Problem requirements: Looking through the material below, say how many lines contain the string "entry" and add nothing more.

(Records shown Opens)

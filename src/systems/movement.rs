//! Movement system: liquid-like attraction toward the team rally target.
//!
//! Each unit is pulled toward its team target every tick, with friction,
//! near-target damping and a jitter cutoff so crowds settle instead of
//! oscillating. Fleeing units steer away from their nearest enemy instead.
//! Obstacle collisions are resolved by pushing units back out along the
//! closest surface point.

use bevy_ecs::prelude::*;

use crate::components::{
    CombatState, Health, Heading, Morale, Position, TeamId, Teams, UnitStats, Velocity,
};
use crate::config::{MAP_SIZE, PLAYER_TEAM};
use crate::obstacles::ObstacleField;
use crate::spatial::SpatialGrid;
use crate::systems::rewards::ActiveBuffs;

pub const FRICTION: f32 = 0.9;
pub const TARGET_ATTRACTION: f32 = 0.45;
/// Enemy units chase slightly harder than the player's units.
pub const ENEMY_ATTRACTION_BONUS: f32 = 1.1;
pub const FLEE_FORCE_MULTIPLIER: f32 = 1.5;
pub const VELOCITY_STOP_THRESHOLD: f32 = 0.3;
pub const TARGET_STOP_DISTANCE: f32 = 15.0;
pub const NEAR_TARGET_DAMPING: f32 = 0.75;

/// Per-tick unit update: timers, steering, integration, collision.
pub fn unit_movement_system(
    grid: Res<SpatialGrid>,
    field: Res<ObstacleField>,
    teams: Res<Teams>,
    buffs: Res<ActiveBuffs>,
    mut query: Query<(
        Entity,
        &mut Position,
        &mut Velocity,
        &mut CombatState,
        &mut Heading,
        &TeamId,
        &UnitStats,
        &Health,
        &Morale,
    )>,
) {
    for (entity, mut pos, mut vel, mut combat, mut heading, team, stats, health, morale) in
        query.iter_mut()
    {
        if !health.is_alive() {
            continue;
        }

        combat.hit_cooldown = combat.hit_cooldown.saturating_sub(1);
        combat.attack_cooldown = combat.attack_cooldown.saturating_sub(1);

        // A unit that ends up inside an obstacle stops and works its way
        // back out before doing anything else.
        if field.collides(pos.x, pos.y, stats.size, stats.size + 1.0) {
            escape_from_obstacle(&field, &mut pos, stats.size);
            vel.vx = 0.0;
            vel.vy = 0.0;
            continue;
        }

        let Some(team_info) = teams.0.get(team.0 as usize) else {
            continue;
        };
        let mut target_x = team_info.target_x;
        let mut target_y = team_info.target_y;

        // Fleeing units run directly away from the nearest enemy.
        if morale.fleeing {
            if let Some((ex, ey)) = nearest_enemy_position(&grid, entity, &pos, team.0, stats) {
                target_x = pos.x + (pos.x - ex) * 2.0;
                target_y = pos.y + (pos.y - ey) * 2.0;
            }
        }

        let dx = target_x - pos.x;
        let dy = target_y - pos.y;
        let distance = (dx * dx + dy * dy).sqrt();
        if distance > 0.0 {
            let force = if team_info.is_player {
                TARGET_ATTRACTION
            } else {
                TARGET_ATTRACTION * ENEMY_ATTRACTION_BONUS
            };
            let force = if morale.fleeing {
                force * FLEE_FORCE_MULTIPLIER
            } else {
                force
            };
            vel.vx += dx / distance * force;
            vel.vy += dy / distance * force;
        }

        vel.vx *= FRICTION;
        vel.vy *= FRICTION;

        let speed = vel.magnitude();
        if speed < VELOCITY_STOP_THRESHOLD && distance < TARGET_STOP_DISTANCE {
            vel.vx *= 0.5;
            vel.vy *= 0.5;
            if speed < VELOCITY_STOP_THRESHOLD * 0.3 {
                vel.vx = 0.0;
                vel.vy = 0.0;
                continue;
            }
        }
        if distance < TARGET_STOP_DISTANCE * 2.0 {
            vel.vx *= NEAR_TARGET_DAMPING;
            vel.vy *= NEAR_TARGET_DAMPING;
        }

        let mut effective_max_speed = stats.max_speed;
        if team.0 == PLAYER_TEAM {
            effective_max_speed *= buffs.speed_multiplier();
        }
        if speed > effective_max_speed {
            vel.vx = vel.vx / speed * effective_max_speed;
            vel.vy = vel.vy / speed * effective_max_speed;
        }

        let old_x = pos.x;
        let old_y = pos.y;
        pos.x += vel.vx;
        pos.y += vel.vy;

        resolve_obstacle_collision(&field, &mut pos, &mut vel, old_x, old_y, stats.size);
        constrain_to_map(&mut pos, &mut vel, stats.size);

        if speed > 0.1 {
            heading.0 = vel.vy.atan2(vel.vx);
        }
    }
}

/// Nearest enemy within attack range, from grid data. Grid entries carry
/// tick-start positions; the exact distance is re-checked against them.
fn nearest_enemy_position(
    grid: &SpatialGrid,
    entity: Entity,
    pos: &Position,
    team: u8,
    stats: &UnitStats,
) -> Option<(f32, f32)> {
    let mut nearest = None;
    let mut nearest_dist = f32::INFINITY;
    for entry in grid.query_nearby(pos.x, pos.y, stats.attack_range) {
        if entry.entity == entity || entry.team == team {
            continue;
        }
        let dx = pos.x - entry.x;
        let dy = pos.y - entry.y;
        let distance = (dx * dx + dy * dy).sqrt();
        if distance < stats.attack_range && distance < nearest_dist {
            nearest = Some((entry.x, entry.y));
            nearest_dist = distance;
        }
    }
    nearest
}

/// Probe outward in eight directions for the closest free point and
/// lerp toward it.
fn escape_from_obstacle(field: &ObstacleField, pos: &mut Position, size: f32) {
    let mut best_distance = f32::INFINITY;
    let mut best_x = pos.x;
    let mut best_y = pos.y;

    let mut angle = 0.0f32;
    while angle < std::f32::consts::TAU {
        let mut radius = size + 3.0;
        while radius < 50.0 {
            let test_x = pos.x + angle.cos() * radius;
            let test_y = pos.y + angle.sin() * radius;
            if test_x < size
                || test_x > MAP_SIZE - size
                || test_y < size
                || test_y > MAP_SIZE - size
            {
                radius += 3.0;
                continue;
            }
            if !field.collides(test_x, test_y, size, size + 1.0) {
                if radius < best_distance {
                    best_distance = radius;
                    best_x = test_x;
                    best_y = test_y;
                }
                break;
            }
            radius += 3.0;
        }
        if best_distance < 15.0 {
            break;
        }
        angle += std::f32::consts::FRAC_PI_4;
    }

    let move_speed = 0.3;
    pos.x += (best_x - pos.x) * move_speed;
    pos.y += (best_y - pos.y) * move_speed;
}

/// Push a unit back out of the first obstacle it overlaps, cancel the
/// inward velocity component and damp the rest. A degenerate overlap
/// (unit sitting on the surface point) reverts the move entirely.
fn resolve_obstacle_collision(
    field: &ObstacleField,
    pos: &mut Position,
    vel: &mut Velocity,
    old_x: f32,
    old_y: f32,
    size: f32,
) {
    let Some(obstacle) = field.first_collision(pos.x, pos.y, size, size + 1.0) else {
        return;
    };
    let (cx, cy) = obstacle.closest_point(pos.x, pos.y);
    let dx = pos.x - cx;
    let dy = pos.y - cy;
    let dist_sq = dx * dx + dy * dy;
    if dist_sq > 1.0 {
        let dist = dist_sq.sqrt();
        let inv_dist = 1.0 / dist;
        let push_distance = size + 2.0;
        let target_x = cx + dx * inv_dist * push_distance;
        let target_y = cy + dy * inv_dist * push_distance;
        pos.x = pos.x * 0.7 + target_x * 0.3;
        pos.y = pos.y * 0.7 + target_y * 0.3;

        let dot = (vel.vx * dx + vel.vy * dy) * inv_dist;
        if dot < 0.0 {
            vel.vx -= dx * inv_dist * dot * 1.1;
            vel.vy -= dy * inv_dist * dot * 1.1;
        }
        vel.vx *= 0.85;
        vel.vy *= 0.85;
    } else {
        pos.x = old_x;
        pos.y = old_y;
        vel.vx = 0.0;
        vel.vy = 0.0;
    }
}

/// Clamp to the map with a soft bounce off the border.
fn constrain_to_map(pos: &mut Position, vel: &mut Velocity, size: f32) {
    if pos.x < size {
        pos.x = size;
        vel.vx *= -0.5;
    }
    if pos.x > MAP_SIZE - size {
        pos.x = MAP_SIZE - size;
        vel.vx *= -0.5;
    }
    if pos.y < size {
        pos.y = size;
        vel.vy *= -0.5;
    }
    if pos.y > MAP_SIZE - size {
        pos.y = MAP_SIZE - size;
        vel.vy *= -0.5;
    }
}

(Records shown Closes)

Problem solution: 5